Israele si aspettava di costruire il primo data center in Albania, dettagli del progetto 100ml euro

Il primo Datacenter dell'Albania dovrebbe essere costruito presto dalla società israeliana ADC. Il progetto, che sarà costruito in una zona di libero scambio vicino a Tirana, dovrebbe costare circa 100m euro e sarà basato su processori grafici, il Robin di Nvivia. Il data center fornirà una capacità iniziale [...]
Il primo Datacenter dell'Albania dovrebbe essere costruito presto dalla società israeliana ADC.
Il progetto, che sarà costruito in una zona di libero scambio vicino a Tirana, dovrebbe costare circa 100m euro e sarà basato su processori grafici, il Robin di Nvivia.
Il data center fornirà una capacità iniziale di 32 megawatt, con la possibilità di espandersi a 100 megawatt.
ADC è di proprietà della Happy Technology Company (80%), una società specializzata nella sicurezza informatica e tecnologia informatica di proprietà di Roy Shaposhnik, Noah Frank, Shlomi Avni e Ittai Melchior; e della società DIT (20%), una società di consulenza per data center, guidata da esperti Zvika Friedman, Nir Poltorak e Dan Carmi.

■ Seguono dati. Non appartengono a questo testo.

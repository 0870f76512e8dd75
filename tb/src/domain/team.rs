//! Team record; a team id is the group key for live task events

use serde::{Deserialize, Serialize};

use super::entity::{Audit, impl_entity};

#[derive(Debug, Clone, PartialEq, Serialize, Deserialize)]
pub struct Team {
    pub id: String,
    pub name: String,
    pub description: Option<String>,
    pub member_ids: Vec<String>,
    pub audit: Audit,
}

impl_entity!(Team, "team");

impl Team {
    pub fn new(name: impl Into<String>) -> Self {
        Self {
            id: String::new(),
            name: name.into(),
            description: None,
            member_ids: Vec::new(),
            audit: Audit::default(),
        }
    }

    pub fn with_description(mut self, description: impl Into<String>) -> Self {
        self.description = Some(description.into());
        self
    }

    pub fn has_member(&self, user_id: &str) -> bool {
        self.member_ids.iter().any(|id| id == user_id)
    }
}
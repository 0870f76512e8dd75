//! Field resolvers backed by the request's loaders
//!
//! Each relation on a task, user or team is resolved through the
//! request-scoped [`Loaders`](crate::loader::Loaders), so resolving the
//! same relation for many parents in one request costs one bulk fetch
//! per entity kind rather than one fetch per parent.

use futures::future;
use serde::Serialize;
use tracing::debug;

use crate::domain::{Task, Team, User};
use crate::loader::{LoadError, RequestContext};

/// A task with its relations resolved
#[derive(Debug, Clone, Serialize)]
pub struct TaskView {
    #[serde(flatten)]
    pub task: Task,
    pub assigned_user: Option<User>,
    pub team: Option<Team>,
}

/// Resolves relations for the request that owns `ctx`
#[derive(Debug, Clone, Copy)]
pub struct TaskResolver<'a> {
    ctx: &'a RequestContext,
}

impl<'a> TaskResolver<'a> {
    pub fn new(ctx: &'a RequestContext) -> Self {
        Self { ctx }
    }

    /// `Task.assignedUser`; `None` when unassigned or the user is gone
    pub async fn assigned_user(&self, task: &Task) -> Result<Option<User>, LoadError> {
        match &task.assigned_to {
            Some(user_id) => self.ctx.loaders().users.load(user_id.clone()).await,
            None => Ok(None),
        }
    }

    /// `Task.team`
    pub async fn team(&self, task: &Task) -> Result<Option<Team>, LoadError> {
        self.ctx.loaders().teams.load(task.team_id.clone()).await
    }

    /// `Team.members`, skipping ids that no longer resolve
    pub async fn members(&self, team: &Team) -> Result<Vec<User>, LoadError> {
        debug!(team_id = %team.id, count = team.member_ids.len(), "TaskResolver::members: called");
        collect(self.ctx.loaders().users.load_many(&team.member_ids).await)
    }

    /// `User.teams`, skipping ids that no longer resolve
    pub async fn teams(&self, user: &User) -> Result<Vec<Team>, LoadError> {
        debug!(user_id = %user.id, count = user.team_ids.len(), "TaskResolver::teams: called");
        collect(self.ctx.loaders().teams.load_many(&user.team_ids).await)
    }

    /// Resolve both relations of one task concurrently
    pub async fn view(&self, task: Task) -> Result<TaskView, LoadError> {
        let (assigned_user, team) = future::try_join(self.assigned_user(&task), self.team(&task)).await?;
        Ok(TaskView {
            task,
            assigned_user,
            team,
        })
    }

    /// Resolve many tasks at once; their lookups share batch windows
    pub async fn views(&self, tasks: Vec<Task>) -> Result<Vec<TaskView>, LoadError> {
        debug!(count = tasks.len(), "TaskResolver::views: called");
        future::try_join_all(tasks.into_iter().map(|task| self.view(task))).await
    }
}

fn collect<V>(results: Vec<Result<Option<V>, LoadError>>) -> Result<Vec<V>, LoadError> {
    let mut found = Vec::with_capacity(results.len());
    for result in results {
        if let Some(value) = result? {
            found.push(value);
        }
    }
    Ok(found)
}
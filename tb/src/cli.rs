//! CLI command definitions and subcommands

use clap::{Parser, Subcommand};
use std::path::PathBuf;
use tracing::debug;

/// teamboard - team task board with live change notifications
#[derive(Parser)]
#[command(
    name = "tb",
    about = "Team task board with live change notifications and batched loading",
    version
)]
pub struct Cli {
    /// Path to config file
    #[arg(short, long, global = true, help = "Path to config file")]
    pub config: Option<PathBuf>,

    /// Log level (TRACE, DEBUG, INFO, WARN, ERROR)
    #[arg(
        short = 'l',
        long = "log-level",
        global = true,
        help = "Log level (TRACE, DEBUG, INFO, WARN, ERROR)"
    )]
    pub log_level: Option<String>,

    /// Log to stderr instead of the log file
    #[arg(long = "log-stderr", global = true)]
    pub log_stderr: bool,

    /// Subcommand to execute
    #[command(subcommand)]
    pub command: Option<Command>,
}

/// CLI subcommands
#[derive(Debug, Subcommand)]
pub enum Command {
    /// Seed an in-memory board, watch one team and run a scripted set of changes
    Simulate {
        /// Number of tasks to create
        #[arg(short, long, default_value = "3")]
        tasks: usize,

        /// Output format
        #[arg(short, long, default_value = "text")]
        format: OutputFormat,
    },

    /// Print the effective configuration as YAML
    Config,
}

/// Output format for simulate
#[derive(Clone, Copy, Debug, Default, PartialEq, Eq)]
pub enum OutputFormat {
    #[default]
    Text,
    Json,
}

impl std::str::FromStr for OutputFormat {
    type Err = String;

    fn from_str(s: &str) -> Result<Self, Self::Err> {
        debug!(%s, "OutputFormat::from_str: called");
        match s.to_lowercase().as_str() {
            "text" | "plain" => Ok(Self::Text),
            "json" => Ok(Self::Json),
            _ => Err(format!("Unknown format: {}. Use text or json", s)),
        }
    }
}

/// Where the log file is written
pub fn get_log_path() -> PathBuf {
    dirs::data_local_dir()
        .unwrap_or_else(|| PathBuf::from("."))
        .join("teamboard")
        .join("logs")
        .join("teamboard.log")
}

#[cfg(test)]
mod tests {
    use super::*;
    use clap::CommandFactory;

    #[test]
    fn test_cli_definition_is_valid() {
        Cli::command().debug_assert();
    }

    #[test]
    fn test_parse_simulate_with_global_flags() {
        let cli = Cli::try_parse_from(["tb", "simulate", "--tasks", "5", "-f", "json", "--log-stderr"]).unwrap();
        assert!(cli.log_stderr);
        match cli.command {
            Some(Command::Simulate { tasks, format }) => {
                assert_eq!(tasks, 5);
                assert_eq!(format, OutputFormat::Json);
            }
            other => panic!("unexpected command: {:?}", other),
        }
    }

    #[test]
    fn test_output_format_from_str() {
        assert_eq!("TEXT".parse::<OutputFormat>().unwrap(), OutputFormat::Text);
        assert!("table".parse::<OutputFormat>().is_err());
    }

    #[test]
    fn test_log_path_under_teamboard() {
        let path = get_log_path();
        assert!(path.ends_with("teamboard/logs/teamboard.log"));
    }
}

Il permesso di costruzione è stato approvato entro soli 60 giorni. Free Trade Zone T L'EDA, dove sarà stabilito il centro, è ancora in costruzione, ma l'infrastruttura per l'alimentazione elettrica è stata impostata in anticipo. Inoltre, la società elettrica nazionale sta costruendo una sottostazione dedicata al progetto, rapporti Globi.

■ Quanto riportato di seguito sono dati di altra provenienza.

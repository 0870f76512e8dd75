//! User record

use serde::{Deserialize, Serialize};

use super::entity::{Audit, impl_entity};

#[derive(Debug, Clone, PartialEq, Serialize, Deserialize)]
pub struct User {
    pub id: String,
    pub name: String,
    pub email: String,
    /// Credential digest; never leaves the process
    #[serde(skip_serializing, default)]
    pub password_hash: String,
    pub team_ids: Vec<String>,
    pub audit: Audit,
}

impl_entity!(User, "user");

impl User {
    pub fn new(name: impl Into<String>, email: impl Into<String>) -> Self {
        Self {
            id: String::new(),
            name: name.into(),
            email: email.into(),
            password_hash: String::new(),
            team_ids: Vec::new(),
            audit: Audit::default(),
        }
    }
}
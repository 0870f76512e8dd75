//! Service error types

use thiserror::Error;

use crate::loader::LoadError;
use crate::repo::RepoError;

/// Errors surfaced to API callers
#[derive(Debug, Error)]
pub enum ServiceError {
    #[error("{0}")]
    NotFound(String),

    #[error("{0}")]
    BadRequest(String),

    #[error("{0}")]
    Unauthorized(String),

    #[error("Repository error: {0}")]
    Repository(#[from] RepoError),

    #[error("Load error: {0}")]
    Load(#[from] LoadError),
}

/// Response from service operations
pub type ServiceResult<T> = Result<T, ServiceError>;

/// Error code reported alongside an HTTP-style status
pub fn code_for_status(status: u16) -> &'static str {
    match status {
        400 => "BAD_REQUEST",
        401 => "UNAUTHORIZED",
        403 => "FORBIDDEN",
        404 => "NOT_FOUND",
        500 => "INTERNAL_SERVER_ERROR",
        _ => "UNKNOWN_ERROR",
    }
}

impl ServiceError {
    pub fn not_found(what: impl Into<String>) -> Self {
        ServiceError::NotFound(what.into())
    }

    pub fn bad_request(why: impl Into<String>) -> Self {
        ServiceError::BadRequest(why.into())
    }

    pub fn unauthorized(why: impl Into<String>) -> Self {
        ServiceError::Unauthorized(why.into())
    }

    /// HTTP-style status for this error
    pub fn status(&self) -> u16 {
        match self {
            ServiceError::NotFound(_) => 404,
            ServiceError::BadRequest(_) => 400,
            ServiceError::Unauthorized(_) => 401,
            ServiceError::Repository(e) if e.is_not_found() => 404,
            ServiceError::Repository(_) => 500,
            ServiceError::Load(_) => 500,
        }
    }

    /// Error code for this error
    pub fn code(&self) -> &'static str {
        code_for_status(self.status())
    }
}

#[cfg(test)]
mod tests {
    use super::*;

    #[test]
    fn test_status_and_code() {
        let err = ServiceError::not_found("Task not found");
        assert_eq!(err.status(), 404);
        assert_eq!(err.code(), "NOT_FOUND");
        assert_eq!(err.to_string(), "Task not found");

        let err = ServiceError::bad_request("Invalid due date format");
        assert_eq!(err.status(), 400);
        assert_eq!(err.code(), "BAD_REQUEST");

        let err = ServiceError::from(RepoError::Storage("disk full".to_string()));
        assert_eq!(err.status(), 500);
        assert_eq!(err.code(), "INTERNAL_SERVER_ERROR");

        let err = ServiceError::from(RepoError::NotFound {
            kind: "task",
            id: "t-1".to_string(),
        });
        assert_eq!(err.status(), 404);

        let err = ServiceError::unauthorized("no acting user");
        assert_eq!(err.status(), 401);
        assert_eq!(err.code(), "UNAUTHORIZED");

        let err = ServiceError::from(LoadError::Cancelled);
        assert_eq!(err.status(), 500);
    }

    #[test]
    fn test_code_for_unknown_status() {
        assert_eq!(code_for_status(401), "UNAUTHORIZED");
        assert_eq!(code_for_status(403), "FORBIDDEN");
        assert_eq!(code_for_status(418), "UNKNOWN_ERROR");
    }
}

Il data center sarà fornito con energia verde da fonti idroelettriche, rendendolo il progetto unico nella regione per la sua scala verde. La Banca europea per la ricostruzione e lo sviluppo (BERZH) copre il 75% del costo del progetto.
Anche prima del completamento della costruzione, il centro ha fornito tre migliori clienti -- la società tecnologica albanese Infosoft, una società azionaria tedesca e un cliente governativo dell'Albania. Gli imprenditori del Centro vedono una grande crescita potenziale con clienti europei e americani alla ricerca di centri di elaborazione dell'intelligenza artificiale sostenuti dall'energia verde, diventando un'alternativa ai centri statunitensi, dove c'è un punto morto nello sviluppo di data center e centrali elettriche.
Le relazioni israeliane si sono rafforzate in modo significativo negli ultimi due anni, soprattutto dopo un attacco informatico iraniano a Tirana nel 2022, che ha spinto l'Albania a iniziare a usare la tecnologia israeliana per la protezione delle organizzazioni governative e private. Durante la guerra a Gaza, le relazioni tra i paesi sono state rafforzate ancora di più, con la visita del primo ministro albanese Edi Rama in Israele.
Dopo il cessate il fuoco, la società israeliana Elbit Systems ha firmato un contratto per fornire sistemi di artiglieria e paure all'esercito albanese. /Periscopio.